Depending on the analysis you are performing, the data you want could be located:

Next, we will introduce you to commands that help you copy files on and off of the cluster, in addition to some helpful ways of working with files that currently reside on the cluster.

Downloading external data using wget or curl

wget

You will sometimes find yourself wanting to download data from a website. There are two comparable commands that you can use to accomplish this task. The first one is wget and the most common syntax for using it is:

wget [http://www.example.com/data]

Let’s move to our scratch space and try to do this in order to download the reference genome for E. coli from NCBI:

cd_scratch
wget https://ftp.ncbi.nlm.nih.gov/genomes/all/GCA/000/005/845/GCA_000005845.2_ASM584v2/GCA_000005845.2_ASM584v2_genomic.fna.gz

Note: If you lose your connection during the download process and would like to resume it midway through, the -c will continue the download where it left off:

wget -c [http://www.example.com/data]

curl

A common alternative to wget is curl and many purposes they are extremely similiar and which you decide to use is a matter of personal preference. The general syntax is:

curl -L -O [http://www.example.com/data]

The -O option will use the filename given on the website as its filename to write to. Alternatively, if you wanted to name it something different, you can use the -o option and then follow it with the preferred name like:

curl -L -o preferred_name  [http://www.example.com/data]

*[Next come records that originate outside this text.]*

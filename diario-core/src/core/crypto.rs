//! Password-based encryption of journal entries.
//!
//! A per-installation random salt is persisted once in the data directory.
//! The entry key is derived from the password and that salt with Argon2id and
//! lives only in memory, inside a [`Session`]. Each entry is sealed on its own
//! with AES-256-GCM under a fresh 16-byte IV:
//!
//! ```text
//! [16-byte IV][ciphertext][16-byte tag]
//! ```

use aes_gcm::aead::consts::U16;
use aes_gcm::aead::{Aead, KeyInit};
use aes_gcm::aes::Aes256;
use aes_gcm::{AesGcm, Nonce};
use argon2::{Algorithm, Argon2, Params, Version};
use rand_core::{OsRng, RngCore};
use std::fmt;
use std::fs;
use std::io::{ErrorKind, Write};
use std::path::Path;
use zeroize::Zeroize;

use crate::{JournalError, KdfParams, Result};

/// Length of the persisted salt in bytes.
pub const SALT_LEN: usize = 16;
/// Length of the derived entry key in bytes (AES-256).
pub const KEY_LEN: usize = 32;
/// Length of the IV prefixed to every sealed entry.
pub const IV_LEN: usize = 16;
/// Length of the GCM authentication tag appended to every ciphertext.
pub const TAG_LEN: usize = 16;

type EntryCipher = AesGcm<Aes256, U16>;

/// A 256-bit symmetric key. Wiped from memory on drop.
#[derive(Clone)]
pub struct EntryKey([u8; KEY_LEN]);

impl EntryKey {
    pub fn from_bytes(bytes: [u8; KEY_LEN]) -> Self {
        Self(bytes)
    }

    pub fn as_bytes(&self) -> &[u8; KEY_LEN] {
        &self.0
    }

    /// Compares two keys without short-circuiting on the first differing byte.
    pub fn matches(&self, other: &EntryKey) -> bool {
        self.0
            .iter()
            .zip(other.0.iter())
            .fold(0u8, |acc, (a, b)| acc | (a ^ b))
            == 0
    }
}

impl Drop for EntryKey {
    fn drop(&mut self) {
        self.0.zeroize();
    }
}

impl fmt::Debug for EntryKey {
    fn fmt(&self, f: &mut fmt::Formatter<'_>) -> fmt::Result {
        f.write_str("EntryKey(..)")
    }
}

/// Derives the entry key for `password` and `salt`.
///
/// Deterministic: the same password, salt and parameters always produce the
/// same key.
///
/// # Errors
///
/// Returns [`JournalError::KeyDerivation`] if `params` are rejected by Argon2
/// (for example a memory cost below `8 * parallelism` KiB) or the salt is
/// shorter than Argon2 allows.
pub fn derive_key(password: &str, salt: &[u8], params: &KdfParams) -> Result<EntryKey> {
    let argon_params = Params::new(
        params.memory_kib,
        params.iterations,
        params.parallelism,
        Some(KEY_LEN),
    )
    .map_err(|e| JournalError::KeyDerivation(e.to_string()))?;
    let argon2 = Argon2::new(Algorithm::Argon2id, Version::V0x13, argon_params);

    let mut key = EntryKey([0u8; KEY_LEN]);
    argon2
        .hash_password_into(password.as_bytes(), salt, &mut key.0)
        .map_err(|e| JournalError::KeyDerivation(e.to_string()))?;
    Ok(key)
}

/// Reads the installation salt at `path`, generating and persisting one first
/// if the file does not exist yet.
///
/// # Errors
///
/// Returns [`JournalError::InvalidDataDir`] if the file exists but is not
/// exactly [`SALT_LEN`] bytes, or [`JournalError::Io`] if it cannot be read
/// or written.
pub fn load_or_create_salt(path: &Path) -> Result<[u8; SALT_LEN]> {
    match fs::read(path) {
        Ok(bytes) => <[u8; SALT_LEN]>::try_from(bytes.as_slice()).map_err(|_| {
            JournalError::InvalidDataDir(format!(
                "salt file {} has {} bytes, expected {SALT_LEN}",
                path.display(),
                bytes.len()
            ))
        }),
        Err(e) if e.kind() == ErrorKind::NotFound => {
            let mut salt = [0u8; SALT_LEN];
            OsRng.fill_bytes(&mut salt);
            if let Some(parent) = path.parent() {
                fs::create_dir_all(parent)?;
            }
            let mut file = fs::File::create(path)?;
            file.write_all(&salt)?;
            file.sync_all()?;
            log::info!("Generated new salt at {}", path.display());
            Ok(salt)
        }
        Err(e) => Err(e.into()),
    }
}

/// Seals `plaintext` under `key` with a fresh random IV.
///
/// # Errors
///
/// Returns [`JournalError::Decrypt`] only if the cipher refuses the input,
/// which AES-GCM does for payloads beyond its length limit.
pub fn seal(plaintext: &[u8], key: &EntryKey) -> Result<Vec<u8>> {
    let cipher = EntryCipher::new_from_slice(key.as_bytes())
        .map_err(|e| JournalError::Decrypt(e.to_string()))?;
    let mut iv = [0u8; IV_LEN];
    OsRng.fill_bytes(&mut iv);
    let ciphertext = cipher
        .encrypt(Nonce::<U16>::from_slice(&iv), plaintext)
        .map_err(|_| JournalError::Decrypt("encryption failed".to_string()))?;

    let mut blob = Vec::with_capacity(IV_LEN + ciphertext.len());
    blob.extend_from_slice(&iv);
    blob.extend_from_slice(&ciphertext);
    Ok(blob)
}

/// Opens a blob produced by [`seal`].
///
/// # Errors
///
/// Returns [`JournalError::Decrypt`] if the blob is too short to hold an IV and
/// tag, was sealed under a different key, or has been modified.
pub fn open(blob: &[u8], key: &EntryKey) -> Result<Vec<u8>> {
    if blob.len() < IV_LEN + TAG_LEN {
        return Err(JournalError::Decrypt(format!(
            "payload of {} bytes is too short",
            blob.len()
        )));
    }
    let (iv, ciphertext) = blob.split_at(IV_LEN);
    let cipher = EntryCipher::new_from_slice(key.as_bytes())
        .map_err(|e| JournalError::Decrypt(e.to_string()))?;
    cipher
        .decrypt(Nonce::<U16>::from_slice(iv), ciphertext)
        .map_err(|_| JournalError::Decrypt("authentication failed".to_string()))
}

/// The key material a journal is currently operating under.
///
/// A session without a key means encryption is disabled and entries are
/// stored as plain JSON.
#[derive(Debug, Clone, Default)]
pub struct Session {
    key: Option<EntryKey>,
}

impl Session {
    /// A session that stores entries unencrypted.
    pub fn plaintext() -> Self {
        Self { key: None }
    }

    pub fn with_key(key: EntryKey) -> Self {
        Self { key: Some(key) }
    }

    /// Builds a session for `password`.
    ///
    /// An empty password yields a plaintext session and leaves the salt file
    /// untouched; otherwise the salt is loaded (or created) and the key derived.
    ///
    /// # Errors
    ///
    /// Propagates errors from [`load_or_create_salt`] and [`derive_key`].
    pub fn unlock(password: &str, salt_path: &Path, params: &KdfParams) -> Result<Self> {
        if password.is_empty() {
            return Ok(Self::plaintext());
        }
        let salt = load_or_create_salt(salt_path)?;
        Ok(Self::with_key(derive_key(password, &salt, params)?))
    }

    pub fn key(&self) -> Option<&EntryKey> {
        self.key.as_ref()
    }

    pub fn is_encrypted(&self) -> bool {
        self.key.is_some()
    }
}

The -L option tells curl to follow any redirections the HTML address gives to the data. For example, webpage might redirect from it’s “Download” button to a different page when the data is actually stored. This -L option tells curl to follow this redirection. In some cases it is needed.

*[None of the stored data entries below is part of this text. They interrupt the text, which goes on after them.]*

//! Journal configuration: where the data directory lives and how keys are derived.
//!
//! Configuration is stored as camelCase JSON. A missing or unreadable file is
//! not an error; defaults are used instead.

use serde::{Deserialize, Serialize};
use std::fs;
use std::path::{Path, PathBuf};

use crate::Result;

/// Default file name of the entry store inside the data directory.
pub const DEFAULT_STORE_FILE: &str = "diary.sqlite";

/// Default file name of the persisted salt inside the data directory.
pub const DEFAULT_SALT_FILE: &str = "salt.bin";

/// Argon2id cost parameters used to turn a password into an entry key.
#[derive(Debug, Clone, Copy, PartialEq, Eq, Serialize, Deserialize)]
#[serde(rename_all = "camelCase")]
pub struct KdfParams {
    /// Memory cost in KiB.
    pub memory_kib: u32,
    /// Number of passes over memory.
    pub iterations: u32,
    /// Degree of parallelism (lanes).
    pub parallelism: u32,
}

impl Default for KdfParams {
    fn default() -> Self {
        Self { memory_kib: 19 * 1024, iterations: 3, parallelism: 1 }
    }
}

/// Everything needed to open a [`Journal`](super::journal::Journal).
#[derive(Debug, Clone, PartialEq, Serialize, Deserialize)]
#[serde(rename_all = "camelCase", default)]
pub struct JournalConfig {
    /// Directory holding the store file and the salt file.
    pub data_dir: PathBuf,
    pub store_file: String,
    pub salt_file: String,
    pub kdf: KdfParams,
}

impl Default for JournalConfig {
    fn default() -> Self {
        Self::with_data_dir(default_data_dir())
    }
}

impl JournalConfig {
    /// Default settings rooted at `data_dir`.
    pub fn with_data_dir<P: Into<PathBuf>>(data_dir: P) -> Self {
        Self {
            data_dir: data_dir.into(),
            store_file: DEFAULT_STORE_FILE.to_string(),
            salt_file: DEFAULT_SALT_FILE.to_string(),
            kdf: KdfParams::default(),
        }
    }

    pub fn store_path(&self) -> PathBuf {
        self.data_dir.join(&self.store_file)
    }

    pub fn salt_path(&self) -> PathBuf {
        self.data_dir.join(&self.salt_file)
    }

    /// Loads configuration from `path`; returns defaults if the file is missing or corrupt.
    pub fn load_from<P: AsRef<Path>>(path: P) -> Self {
        match fs::read_to_string(path.as_ref()) {
            Ok(content) => serde_json::from_str(&content).unwrap_or_else(|e| {
                log::warn!(
                    "Ignoring unreadable config {}: {e}",
                    path.as_ref().display()
                );
                Self::default()
            }),
            Err(_) => Self::default(),
        }
    }

    /// Writes configuration to `path`, creating parent directories as needed.
    ///
    /// # Errors
    ///
    /// Returns [`crate::JournalError::Io`] if the directory or file cannot be
    /// written, or [`crate::JournalError::Json`] if serialization fails.
    pub fn save_to<P: AsRef<Path>>(&self, path: P) -> Result<()> {
        let path = path.as_ref();
        if let Some(parent) = path.parent() {
            fs::create_dir_all(parent)?;
        }
        let json = serde_json::to_string_pretty(self)?;
        fs::write(path, json)?;
        Ok(())
    }
}

/// Returns the default data directory: `~/.diario/data`.
pub fn default_data_dir() -> PathBuf {
    dirs::home_dir()
        .unwrap_or_else(|| PathBuf::from("."))
        .join(".diario")
        .join("data")
}

#[cfg(test)]
mod tests {
    use super::*;
    use tempfile::TempDir;

    #[test]
    fn test_default_paths() {
        let config = JournalConfig::with_data_dir("/tmp/journal");
        assert_eq!(config.store_path(), PathBuf::from("/tmp/journal/diary.sqlite"));
        assert_eq!(config.salt_path(), PathBuf::from("/tmp/journal/salt.bin"));
        assert!(default_data_dir().ends_with(".diario/data"));
    }

    #[test]
    fn test_save_and_load_round_trip() {
        let dir = TempDir::new().unwrap();
        let path = dir.path().join("nested").join("config.json");
        let mut config = JournalConfig::with_data_dir(dir.path());
        config.kdf.iterations = 5;
        config.save_to(&path).unwrap();

        let json = fs::read_to_string(&path).unwrap();
        assert!(json.contains("\"dataDir\""));
        assert!(json.contains("\"memoryKib\""));

        assert_eq!(JournalConfig::load_from(&path), config);
    }

    #[test]
    fn test_load_missing_or_corrupt_returns_defaults() {
        let dir = TempDir::new().unwrap();
        assert_eq!(
            JournalConfig::load_from(dir.path().join("absent.json")),
            JournalConfig::default()
        );
        let path = dir.path().join("bad.json");
        fs::write(&path, "{ not json").unwrap();
        assert_eq!(JournalConfig::load_from(&path), JournalConfig::default());
    }

    #[test]
    fn test_partial_config_fills_defaults() {
        let dir = TempDir::new().unwrap();
        let path = dir.path().join("partial.json");
        fs::write(&path, r#"{"storeFile":"other.sqlite"}"#).unwrap();
        let config = JournalConfig::load_from(&path);
        assert_eq!(config.store_file, "other.sqlite");
        assert_eq!(config.salt_file, DEFAULT_SALT_FILE);
        assert_eq!(config.kdf, KdfParams::default());
    }
}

Let’s use curl to download the E. coli gene annotations from NCBI:

curl -L -O https://ftp.ncbi.nlm.nih.gov/genomes/all/GCA/000/005/845/GCA_000005845.2_ASM584v2/GCA_000005845.2_ASM584v2_genomic.gff.gz

Note: You can also do this exact same task with wget. We are just demonstrating curl in order to give you an option.

Lastly, if you connection gets lost midway through a transfer, you can use the -C option followed by - to resume the download where it left off. For example:

curl -C - -L -O [http://www.example.com/data]

curl versus wget

For many purposes curl and wget are similar, but there are some small differences:

1) In curl you can use the -O option multiple times to carry out multiple downloads simulatenously.

curl -L -O [http://www.example.com/data_file_1] -O [http://www.example.com/data_file_2]

2) In wget you can recursively download a directory (meaning that you also download all subdirectories) with the -r. Typically this isn’t super useful because the source will typically pack this up all into a compressed package, but nonetheless it is something that wget can do that curl cannot do.

In general, curl has a bit more options and flexibility than wget but the vast majority, if not all, of those options are far beyond the scope of this module and for this module it comes down to a personal preference. That being said, as you download data and tools from various sources you may see different developers having different preferences. This is mostly a primer for understanding both of the cases that you will likely run into.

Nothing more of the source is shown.